I’m a great believer in systems and analysis. In fact I think the whole world is one big interconnected system… But that’s a story for another day. One of the systems that is the biggest challenge to working out what needs doing and doing it is the email inbox. In most companies the email inbox seems life consuming! And it makes you completely reactive, if you are not careful.

The steady state of an inbox isn’t empty. It is full. Really full.

That doesn’t make me feel good. How can you fix that?

Lets look at the system and optimise it or change it! Why is it full? Well, because there’s more stuff coming in than going out. Okay. Not genius I know, but bear with me. There are two ways we can fix the problem:

LESS IN

MORE OUT

Well, less in is tricky. Have less friends/co-workers, or get ones who don’t email? May be not. Send less emails so there aren’t so many replies? May be. But that might mean being even less proactive. Not good. However, you could pick up the phone. It saves those explosive email threads that generate text at a volume of knots. Sometimes you can’t reach the person on the phone. Next solution please!

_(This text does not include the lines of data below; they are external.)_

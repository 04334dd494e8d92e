//! Embedded in-container DNS: idempotent full-snapshot pushes of
//! name→ip mappings to each container's local resolver (127.0.0.11:53).
//!
//! The resolver itself and the RPC transport that reaches it live inside
//! the in-VM init agent (spec.md §1, out of scope). What this module owns
//! is the push side: serializing concurrent pushes per container so the
//! last snapshot always wins, and treating transport failure as
//! best-effort (spec.md §4.5 — a failed push never blocks a lifecycle
//! transition).

use std::collections::HashMap;
use std::net::Ipv4Addr;
use std::sync::Arc;

use dashmap::DashMap;
use tokio::sync::Mutex;
use tracing::warn;

/// The RPC boundary to the in-VM DNS relay. Out of scope per spec.md §1;
/// a real implementation dials the container's vsock DNS-push port
/// through the Runtime Adapter. `LoggingTransport` stands in for tests
/// and for backends (e.g. "nat", spec.md §9) that skip the agent.
#[async_trait::async_trait]
pub trait DnsPushTransport: Send + Sync {
    async fn push(&self, container_id: &str, snapshot: &HashMap<String, Ipv4Addr>) -> Result<(), String>;
}

pub struct LoggingTransport;

#[async_trait::async_trait]
impl DnsPushTransport for LoggingTransport {
    async fn push(&self, container_id: &str, snapshot: &HashMap<String, Ipv4Addr>) -> Result<(), String> {
        tracing::debug!(container_id, entries = snapshot.len(), "dns snapshot push (no-op transport)");
        Ok(())
    }
}

/// Per-container serialized pusher. Holding a lock per container (rather
/// than one global lock) lets pushes to unrelated containers proceed
/// concurrently, matching spec.md §5's "DNS pushes per container are
/// serialized; the last-writer wins" ordering guarantee.
pub struct DnsPusher {
    transport: Arc<dyn DnsPushTransport>,
    locks: DashMap<String, Arc<Mutex<()>>>,
}

impl DnsPusher {
    pub fn new() -> Self {
        Self::with_transport(Arc::new(LoggingTransport))
    }

    pub fn with_transport(transport: Arc<dyn DnsPushTransport>) -> Self {
        Self { transport, locks: DashMap::new() }
    }

    /// Push a full snapshot to one container. Best-effort: failures are
    /// logged, never propagated, since a DNS push never blocks lifecycle.
    pub async fn push_snapshot(&self, container_id: &str, snapshot: &HashMap<String, Ipv4Addr>) {
        let lock = self
            .locks
            .entry(container_id.to_string())
            .or_insert_with(|| Arc::new(Mutex::new(())))
            .clone();
        let _guard = lock.lock().await;

        if let Err(e) = self.transport.push(container_id, snapshot).await {
            warn!(container_id, error = %e, "dns snapshot push failed (best-effort, continuing)");
        }
    }

    pub fn forget(&self, container_id: &str) {
        self.locks.remove(container_id);
    }
}

impl Default for DnsPusher {
    fn default() -> Self {
        Self::new()
    }
}

#[cfg(test)]
mod tests {
    use super::*;
    use tokio::sync::Mutex as TokioMutex;

    struct RecordingTransport {
        calls: Arc<TokioMutex<Vec<String>>>,
    }

    #[async_trait::async_trait]
    impl DnsPushTransport for RecordingTransport {
        async fn push(&self, container_id: &str, _snapshot: &HashMap<String, Ipv4Addr>) -> Result<(), String> {
            self.calls.lock().await.push(container_id.to_string());
            Ok(())
        }
    }

    #[tokio::test]
    async fn push_reaches_transport() {
        let calls = Arc::new(TokioMutex::new(Vec::new()));
        let pusher = DnsPusher::with_transport(Arc::new(RecordingTransport { calls: calls.clone() }));

        let mut snapshot = HashMap::new();
        snapshot.insert("web".to_string(), "10.0.0.2".parse().unwrap());
        pusher.push_snapshot("container1", &snapshot).await;

        assert_eq!(*calls.lock().await, vec!["container1".to_string()]);
    }

    struct FailingTransport;

    #[async_trait::async_trait]
    impl DnsPushTransport for FailingTransport {
        async fn push(&self, _container_id: &str, _snapshot: &HashMap<String, Ipv4Addr>) -> Result<(), String> {
            Err("unreachable".to_string())
        }
    }

    #[tokio::test]
    async fn failed_push_does_not_panic_or_propagate() {
        let pusher = DnsPusher::with_transport(Arc::new(FailingTransport));
        pusher.push_snapshot("container1", &HashMap::new()).await;
    }
}
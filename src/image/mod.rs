//! Image Store (spec.md §3-4.3): tracks pulled images as typed records in
//! the State Store and drives pulls through an injected `Puller`,
//! aggregating its raw progress events into the throttled, client-shaped
//! progress lines Docker clients already know how to render.
//!
//! Registry access at the byte level is explicitly out of scope (spec.md
//! §1 Non-goals) — this module owns bookkeeping and the progress-line
//! shape, not wire-protocol details, which live behind `Puller`.

mod progress;
pub mod puller;

use std::collections::HashMap;
use std::path::PathBuf;
use std::sync::Arc;

use serde::{Deserialize, Serialize};
use thiserror::Error;
use tokio::sync::mpsc;
use tracing::{info, warn};

pub use progress::{ProgressLine, ProgressTracker};
pub use puller::{ProgressEvent, PullError, Puller, RegistryAuth, ResolvedImage};

use crate::store::{StateStore, StorageError};

const KEY_PREFIX: &str = "image/";

#[derive(Debug, Error)]
pub enum ImageError {
    #[error("image not found: {0}")]
    NotFound(String),

    #[error("authentication required for {0}")]
    AuthRequired(String),

    #[error("registry error: {0}")]
    Registry(String),

    #[error("corrupt image data: {0}")]
    Corrupt(String),

    #[error("storage error: {0}")]
    Storage(#[from] StorageError),
}

pub type ImageResult<T> = Result<T, ImageError>;

impl From<PullError> for ImageError {
    fn from(e: PullError) -> Self {
        match e {
            PullError::NotFound(r) => ImageError::NotFound(r),
            PullError::AuthRequired(r) => ImageError::AuthRequired(r),
            PullError::Registry(m) => ImageError::Registry(m),
            PullError::Corrupt(m) => ImageError::Corrupt(m),
            PullError::Io(e) => ImageError::Registry(e.to_string()),
        }
    }
}

/// A pulled image's durable record, the spec.md §3 `Image record` shape.
#[derive(Debug, Clone, Serialize, Deserialize)]
pub struct ImageRecord {
    pub id: String,
    pub repo_tags: Vec<String>,
    pub repo_digests: Vec<String>,
    pub created: i64,
    pub size: u64,
    pub architecture: String,
    pub os: String,
    pub layer_digests: Vec<String>,
}

impl ImageRecord {
    fn short_id(&self) -> String {
        format!("sha256:{}", self.id.trim_start_matches("sha256:"))
    }
}

/// Tracks bookkeeping for pulled images and drives pulls through the
/// injected `Puller`. Cheaply `Clone` — shares the same `StateStore`
/// handle and `Puller` every caller is handed at daemon startup.
#[derive(Clone)]
pub struct ImageStore {
    store: StateStore,
    puller: Arc<dyn Puller>,
    layers_dir: PathBuf,
}

impl ImageStore {
    pub fn new(store: StateStore, puller: Arc<dyn Puller>, layers_dir: PathBuf) -> Self {
        Self { store, puller, layers_dir }
    }

    fn key(id: &str) -> String {
        format!("{}{}", KEY_PREFIX, id)
    }

    pub async fn list(&self) -> ImageResult<Vec<ImageRecord>> {
        Ok(self.store.scan_json(KEY_PREFIX).await?)
    }

    /// Resolve `reference` (a tag, `name@digest`, or bare id prefix)
    /// against locally known images.
    pub async fn inspect(&self, reference: &str) -> ImageResult<ImageRecord> {
        let images = self.list().await?;
        images
            .into_iter()
            .find(|img| {
                img.id == reference
                    || img.short_id() == reference
                    || img.id.starts_with(reference)
                    || img.repo_tags.iter().any(|t| t == reference)
                    || img.repo_digests.iter().any(|d| d == reference)
            })
            .ok_or_else(|| ImageError::NotFound(reference.to_string()))
    }

    /// Pull `reference`, emitting throttled, aggregated progress lines on
    /// `on_progress` as spec.md §4.3 and §8 describe. Idempotent: pulling
    /// a reference whose digest is already present locally downloads
    /// nothing and emits a single "Status: Image is up to date" line.
    pub async fn pull(
        &self,
        reference: &str,
        auth: Option<RegistryAuth>,
        on_progress: mpsc::Sender<ProgressLine>,
    ) -> ImageResult<ImageRecord> {
        let digest = self.puller.resolve_digest(reference, auth.clone()).await?;

        if let Ok(existing) = self.inspect(&digest).await {
            let mut record = existing;
            add_tag_if_new(&mut record, reference);
            self.store.put_json(&Self::key(&record.id), &record).await?;
            let _ = on_progress
                .send(ProgressLine::status(format!("Status: Image is up to date for {}", reference)))
                .await;
            return Ok(record);
        }

        let (resolved, mut events) = self.puller.pull(reference, auth, self.layers_dir.clone()).await?;
        let mut tracker =
            ProgressTracker::with_manifest(resolved.digest.clone(), resolved.layer_digests.clone());
        tracker.set_layer_sizes(resolved.layer_sizes.clone());

        while let Some(event) = events.recv().await {
            let event = event?;
            for line in tracker.apply(event) {
                let _ = on_progress.send(line).await;
            }
        }

        let record = ImageRecord {
            id: resolved.digest.clone(),
            repo_tags: vec![reference.to_string()],
            repo_digests: vec![format!("{}@{}", reference_name(reference), resolved.digest)],
            created: current_timestamp(),
            size: resolved.size,
            architecture: resolved.architecture,
            os: resolved.os,
            layer_digests: resolved.layer_digests,
        };

        self.store.put_json(&Self::key(&record.id), &record).await?;
        info!(image = %record.id, reference, "image pulled");

        let _ = on_progress
            .send(ProgressLine::status(format!("Status: Downloaded newer image for {}", reference)))
            .await;

        Ok(record)
    }

    /// Add `dst` as a tag on the image currently resolved by `src`,
    /// matching `docker tag`'s semantics: the source image is unaffected.
    pub async fn tag(&self, src: &str, dst: &str) -> ImageResult<ImageRecord> {
        let mut record = self.inspect(src).await?;
        add_tag_if_new(&mut record, dst);
        self.store.put_json(&Self::key(&record.id), &record).await?;
        Ok(record)
    }

    /// Remove a tag, deleting the underlying record once its last tag is
    /// gone. `force` drops the record even if other tags remain, matching
    /// `docker rmi -f`.
    pub async fn remove(&self, reference: &str, force: bool) -> ImageResult<()> {
        let mut record = self.inspect(reference).await?;
        record.repo_tags.retain(|t| t != reference);

        if record.repo_tags.is_empty() || force {
            self.store.delete(&Self::key(&record.id)).await?;
            info!(image = %record.id, reference, force, "image removed");
        } else {
            self.store.put_json(&Self::key(&record.id), &record).await?;
        }
        Ok(())
    }
}

fn add_tag_if_new(record: &mut ImageRecord, reference: &str) {
    if !record.repo_tags.iter().any(|t| t == reference) {
        record.repo_tags.push(reference.to_string());
    }
}

fn reference_name(reference: &str) -> String {
    reference.split(':').next().unwrap_or(reference).to_string()
}

fn current_timestamp() -> i64 {
    chrono::Utc::now().timestamp()
}

#[cfg(test)]
mod tests {
    use super::*;
    use super::puller::MockPuller;
    use tokio::sync::mpsc;

    async fn new_store(layer_count: usize) -> (ImageStore, PathBuf) {
        let state = StateStore::open_in_memory().unwrap();
        let dir = tempfile::tempdir().unwrap();
        let layers = dir.path().join("layers");
        let store = ImageStore::new(state, Arc::new(MockPuller::new(layer_count, 1024)), layers);
        (store, dir.path().to_path_buf())
    }

    #[tokio::test]
    async fn pull_creates_record_and_final_status_line() {
        let (store, _dir) = new_store(2).await;
        let (tx, mut rx) = mpsc::channel(64);

        let record = store.pull("alpine:latest", None, tx).await.unwrap();
        assert_eq!(record.repo_tags, vec!["alpine:latest".to_string()]);
        assert_eq!(record.architecture, "amd64");

        let mut lines = Vec::new();
        while let Ok(line) = rx.try_recv() {
            lines.push(line);
        }
        let last = lines.last().unwrap();
        assert!(last.status.contains("Downloaded newer image for alpine:latest"), "{:?}", last);
    }

    #[tokio::test]
    async fn repeated_pull_of_same_digest_is_up_to_date() {
        let (store, _dir) = new_store(1).await;
        let (tx, mut rx) = mpsc::channel(64);
        store.pull("alpine:latest", None, tx).await.unwrap();

        let (tx2, mut rx2) = mpsc::channel(64);
        store.pull("alpine:latest", None, tx2).await.unwrap();

        let mut lines = Vec::new();
        while let Ok(line) = rx2.try_recv() {
            lines.push(line);
        }
        assert_eq!(lines.len(), 1);
        assert!(lines[0].status.contains("up to date"));

        drop(rx);
    }

    #[tokio::test]
    async fn inspect_finds_by_short_id_and_tag() {
        let (store, _dir) = new_store(1).await;
        let (tx, _rx) = mpsc::channel(64);
        let record = store.pull("alpine:latest", None, tx).await.unwrap();

        assert_eq!(store.inspect("alpine:latest").await.unwrap().id, record.id);
        assert_eq!(store.inspect(&record.id).await.unwrap().id, record.id);
    }

    #[tokio::test]
    async fn remove_without_force_keeps_record_with_remaining_tags() {
        let (store, _dir) = new_store(1).await;
        let (tx, _rx) = mpsc::channel(64);
        let record = store.pull("alpine:latest", None, tx).await.unwrap();
        store.tag(&record.id, "alpine:stable").await.unwrap();

        store.remove("alpine:latest", false).await.unwrap();
        let still_there = store.inspect("alpine:stable").await.unwrap();
        assert!(!still_there.repo_tags.contains(&"alpine:latest".to_string()));

        store.remove("alpine:stable", false).await.unwrap();
        assert!(store.inspect(&record.id).await.is_err());
    }
}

More out. Read faster? Delete faster? Actually. For me, the issue is to read less. How MANY TIMES do you look at each email in your inbox? If the answer is once, you are in great shape. If it is more than once, then you have a huge opportunity to get better results and be more efficient. Read emails once then delete , forward or reply! (or archive them, in an unstructured system, if that is what your job requires). Problem solved. For most of us, or at least for me it used to be, that any given email was read many many times. Even if we don’t reread it, we still trip over that email again and again each time we are looking for another one, and we don’t deal with it. Why? For me it is mostly these:

  • This will take too long to do right now.
    • Ok. If it is really going to take that long, then put a time in the diary to process it. File the email – I drag it straight on to my outlook calendar. Or, reply to the email saying you aren’t able to commit to helping right now, if you can’t.
  • Might do this later.
    • Deadly! Will you really do it laterer? Why not now? Be brutal: Delete it or do it. Done.
  • Might need this one day.
    • Well, file it then, if you really must!
  • Might forward this to some one.
    • Well, do it then! Right now.

OK. Hopefully we have the building blocks of a better system. Now, that should work for you – even if you use a blackberry like I did in the past. I ditched that. That’s another story. Now, just the small question of how to get from here to there. That is from the 1,000+ emails, to the empty inbox. Set a “high water mark”. Commit to having ‘n’ less emails in your inbox at the end of the day than there were at the beginning. Make sure that ‘n’ is a reasonable number. Something achievable, but enough to make a difference on those 1,000 emails within your lifetime!

The essence is this: MAKE PROGRESS. NOW!

OK. Time for me to eat my own therapy…

What’s stopping your inbox from being empty? What can you do about it?